Quarter: First-quarter profit expanded 24% to $455 million, or $3.46, as revenue grew 13%. The operating margin extended from 49% to 54%. The balance sheet houses $3.1 billion of cash, converting to a quick ratio of 1.4, and $21 million of debt.

Stock: MasterCard has appreciated 23% during the past 12 months, slightly outpacing the Nasdaq Composite. It trades at a price-to-projected-earnings ratio of 13, a 21% discount to its peer average. It's expensive based on book value and cash flow.

Consensus: Of firms assessing MasterCard, 35, or 92%, rate its stock "buy," two rate it "hold" and one ranks it "sell." Piper Jaffray ( PJC) offers a target of $341, leaving 67% of potential upside. Credit Agricole expects the stock to hit $335.

1. TriQuint Semiconductor ( TQNT) sells high-tech materials to communications companies.

Quarter: TriQuint swung to a first-quarter profit of $14 million, or 9 cents, from a loss of $16 million, or 11 cents, a year earlier. Revenue surged 52% to $181 million. The operating margin turned positive.
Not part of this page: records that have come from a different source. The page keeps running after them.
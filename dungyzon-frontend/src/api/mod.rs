///! Access to the Dungyzon scraping API
///!
///! The controller only sees the [`SearchApi`] trait; [`ApiClient`] is the
///! reqwest-backed implementation used by the binary.

mod client;
mod error;
mod response;

pub use client::ApiClient;
pub use error::ApiError;
pub use response::{SearchPage, parse_search_body, server_message};

use async_trait::async_trait;
use dungyzon_common::ProductDetails;

/// One page of search results
#[async_trait]
pub trait SearchApi: Send + Sync {
    async fn search(&self, query: &str, page: u32) -> Result<SearchPage, ApiError>;
}

/// Product detail lookups used by the detail view
#[async_trait]
pub trait ProductApi: Send + Sync {
    /// Full detail record, `GET /products/{id}`
    async fn product_details(&self, id: &str) -> Result<ProductDetails, ApiError>;

    /// Reduced record, `GET /products/{id}/quick`
    async fn quick_product(&self, id: &str) -> Result<ProductDetails, ApiError>;
}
TriQuint has $158 million of cash and no debt.

Stock: TriQuint has returned 15% during the past year, trailing major indices by a slight margin. It sells for a PEG ratio of 0.1, a 90% discount to estimated fair value. Its forward earnings multiple of 8.7 reflects a 36% discount to the industry average.

Consensus: Of analysts covering TriQuint, 10, or 91%, advise purchasing its shares and one counsels holding them. Stifel Financial ( SF) values TriQuint at $10.50 a share, leaving a potential return of 59%. Raymond James ( RJF) offers a target of $10.

-- Reported by Jake Lynch in Boston.